** Opening Data in this exercise block **

//! Request, stage and response types of a vibe check

use serde::ser::SerializeStruct;
use serde::{Deserialize, Serialize, Serializer};
use serde_json::Value;

use crate::error::{Result, VibeCheckError, MISSING_FIELDS_MESSAGE};

/// Inbound request body
#[derive(Debug, Clone, PartialEq, Serialize, Deserialize)]
#[serde(rename_all = "camelCase")]
pub struct VibeCheckRequest {
    pub image_base64: String,
    pub user_id: String,
}

impl VibeCheckRequest {
    pub fn new(image_base64: impl Into<String>, user_id: impl Into<String>) -> Self {
        Self {
            image_base64: image_base64.into(),
            user_id: user_id.into(),
        }
    }

    /// Extract a request from an arbitrary JSON body.
    ///
    /// Absent, non-string and blank fields are all reported as missing.
    pub fn from_json(body: &Value) -> Result<Self> {
        let field = |name: &str| {
            body.get(name)
                .and_then(Value::as_str)
                .filter(|value| !value.trim().is_empty())
                .map(str::to_string)
        };

        match (field("imageBase64"), field("userId")) {
            (Some(image_base64), Some(user_id)) => Ok(Self { image_base64, user_id }),
            _ => Err(VibeCheckError::validation(MISSING_FIELDS_MESSAGE)),
        }
    }

    pub fn validate(&self) -> Result<()> {
        if self.image_base64.trim().is_empty() || self.user_id.trim().is_empty() {
            return Err(VibeCheckError::validation(MISSING_FIELDS_MESSAGE));
        }
        Ok(())
    }
}

/// Structured output of the vision stage
#[derive(Debug, Clone, PartialEq, Serialize, Deserialize)]
#[serde(rename_all = "camelCase")]
pub struct VisionAnalysis {
    pub body_language: String,
    pub mood: String,
    pub behavior: String,

    /// Always within [0, 1]
    pub confidence: f64,
}

/// One retrieved knowledge-base passage
#[derive(Debug, Clone, PartialEq, Serialize, Deserialize)]
pub struct KnowledgeMatch {
    pub content: String,
    pub score: f32,

    /// Attribution URL; may be empty when the passage has none
    pub source: String,
}

/// Output of the retrieval stage, ordered by descending score
#[derive(Debug, Clone, Default, PartialEq)]
pub struct KnowledgeSet {
    pub matches: Vec<KnowledgeMatch>,

    /// Why retrieval fell back to an empty set, if it did
    pub degraded: Option<String>,
}

impl KnowledgeSet {
    pub fn new(matches: Vec<KnowledgeMatch>) -> Self {
        Self {
            matches,
            degraded: None,
        }
    }

    /// Empty set recording why retrieval was skipped
    pub fn degraded(reason: impl Into<String>) -> Self {
        Self {
            matches: Vec::new(),
            degraded: Some(reason.into()),
        }
    }

    pub fn is_empty(&self) -> bool {
        self.matches.is_empty()
    }

    pub fn is_degraded(&self) -> bool {
        self.degraded.is_some()
    }

    pub fn contents(&self) -> Vec<&str> {
        self.matches.iter().map(|m| m.content.as_str()).collect()
    }

    pub fn scores(&self) -> Vec<f32> {
        self.matches.iter().map(|m| m.score).collect()
    }

    /// Non-empty sources in rank order, without duplicates
    pub fn sources(&self) -> Vec<&str> {
        let mut sources: Vec<&str> = Vec::new();
        for source in self.matches.iter().map(|m| m.source.trim()) {
            if !source.is_empty() && !sources.contains(&source) {
                sources.push(source);
            }
        }
        sources
    }

    /// Attribution of the best-ranked passage that has one
    pub fn first_source(&self) -> Option<&str> {
        self.sources().into_iter().next()
    }
}

// Diagnostics shape: parallel arrays, as the knowledge set is logged and traced
impl Serialize for KnowledgeSet {
    fn serialize<S: Serializer>(&self, serializer: S) -> std::result::Result<S::Ok, S::Error> {
        let fields = if self.degraded.is_some() { 4 } else { 3 };
        let mut state = serializer.serialize_struct("KnowledgeSet", fields)?;
        state.serialize_field("content", &self.contents())?;
        state.serialize_field("scores", &self.scores())?;
        state.serialize_field(
            "sources",
            &self.matches.iter().map(|m| m.source.as_str()).collect::<Vec<_>>(),
        )?;
        if let Some(ref reason) = self.degraded {
            state.serialize_field("degraded", reason)?;
        }
        state.end()
    }
}

/// Output of the generation stage
#[derive(Debug, Clone, PartialEq, Serialize, Deserialize)]
pub struct GeneratedReport {
    pub short_summary: String,

    /// Normalised markdown
    pub detailed_report: String,
}

/// Successful response body
#[derive(Debug, Clone, PartialEq, Serialize, Deserialize)]
pub struct VibeCheckResponse {
    pub short_summary: String,
    pub detailed_report: String,

    #[serde(rename = "sourceUrl")]
    pub source_url: String,

    pub confidence: f64,
    pub analysis: VisionAnalysis,
}
//! Service-specific client implementations

pub mod openai;
pub mod pinecone;
mod common;

pub use common::UserAgent;
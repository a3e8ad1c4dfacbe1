//! Pipeline error taxonomy and its HTTP envelope

use axum::http::StatusCode;
use axum::response::{IntoResponse, Response};
use axum::Json;
use serde::Serialize;
use thiserror::Error;
use vibe_sdk::ServiceError;

/// Message returned when `imageBase64` or `userId` is absent or empty
pub const MISSING_FIELDS_MESSAGE: &str = "Missing required fields: imageBase64, userId";

/// Top-level message of every pipeline failure envelope
pub const PIPELINE_FAILED_MESSAGE: &str = "Check Vibe RAG failed";

pub type Result<T> = std::result::Result<T, VibeCheckError>;

/// Errors that end a vibe check request
#[derive(Debug, Error)]
pub enum VibeCheckError {
    /// Missing or malformed request fields
    #[error("{0}")]
    Validation(String),

    /// Vision stage call failure or unparsable analysis
    #[error("Vision analysis failed: {0}")]
    VisionAnalysis(String),

    /// Generation stage call failure, unparsable or incomplete report
    #[error("Report generation failed: {0}")]
    ReportGeneration(String),

    /// Unexpected failure from an external service outside a stage
    #[error("Upstream service error: {0}")]
    UpstreamService(#[from] ServiceError),
}

impl VibeCheckError {
    pub fn validation(message: impl Into<String>) -> Self {
        Self::Validation(message.into())
    }

    pub fn vision(message: impl Into<String>) -> Self {
        Self::VisionAnalysis(message.into())
    }

    pub fn report(message: impl Into<String>) -> Self {
        Self::ReportGeneration(message.into())
    }

    /// Pipeline stage the error originated from, if any
    pub fn stage(&self) -> Option<&'static str> {
        match self {
            Self::VisionAnalysis(_) => Some("vision"),
            Self::ReportGeneration(_) => Some("generation"),
            _ => None,
        }
    }

    pub fn status_code(&self) -> StatusCode {
        match self {
            Self::Validation(_) => StatusCode::BAD_REQUEST,
            _ => StatusCode::INTERNAL_SERVER_ERROR,
        }
    }

    /// Convert to HTTP status code and error envelope
    pub fn to_response(&self) -> (StatusCode, Json<ErrorResponse>) {
        let body = match self {
            Self::Validation(message) => ErrorResponse::new(message.clone()),
            other => ErrorResponse::new(PIPELINE_FAILED_MESSAGE).with_details(other.to_string()),
        };
        (self.status_code(), Json(body))
    }
}

impl IntoResponse for VibeCheckError {
    fn into_response(self) -> Response {
        self.to_response().into_response()
    }
}

/// Error envelope returned to callers
#[derive(Debug, Serialize)]
pub struct ErrorResponse {
    pub error: String,

    #[serde(skip_serializing_if = "Option::is_none")]
    pub details: Option<String>,
}

impl ErrorResponse {
    pub fn new(error: impl Into<String>) -> Self {
        Self {
            error: error.into(),
            details: None,
        }
    }

    pub fn with_details(mut self, details: impl Into<String>) -> Self {
        self.details = Some(details.into());
        self
    }
}

#[cfg(test)]
mod tests {
    use super::*;

    #[test]
    fn test_validation_maps_to_bad_request() {
        let (status, Json(body)) = VibeCheckError::validation(MISSING_FIELDS_MESSAGE).to_response();
        assert_eq!(status, StatusCode::BAD_REQUEST);
        assert_eq!(body.error, MISSING_FIELDS_MESSAGE);
        assert!(body.details.is_none());
    }

    #[test]
    fn test_stage_failures_share_one_envelope() {
        let err = VibeCheckError::vision("model call timed out after 30s");
        assert_eq!(err.stage(), Some("vision"));

        let (status, Json(body)) = err.to_response();
        assert_eq!(status, StatusCode::INTERNAL_SERVER_ERROR);
        assert_eq!(body.error, PIPELINE_FAILED_MESSAGE);
        assert_eq!(
            body.details.as_deref(),
            Some("Vision analysis failed: model call timed out after 30s")
        );

        let err = VibeCheckError::from(ServiceError::configuration("OpenAI API key is required"));
        assert_eq!(err.stage(), None);
        assert_eq!(err.status_code(), StatusCode::INTERNAL_SERVER_ERROR);
    }
}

** Closing Data in this exercise block **

In the records, count every line that includes "when" and give the count alone.

§ Result
2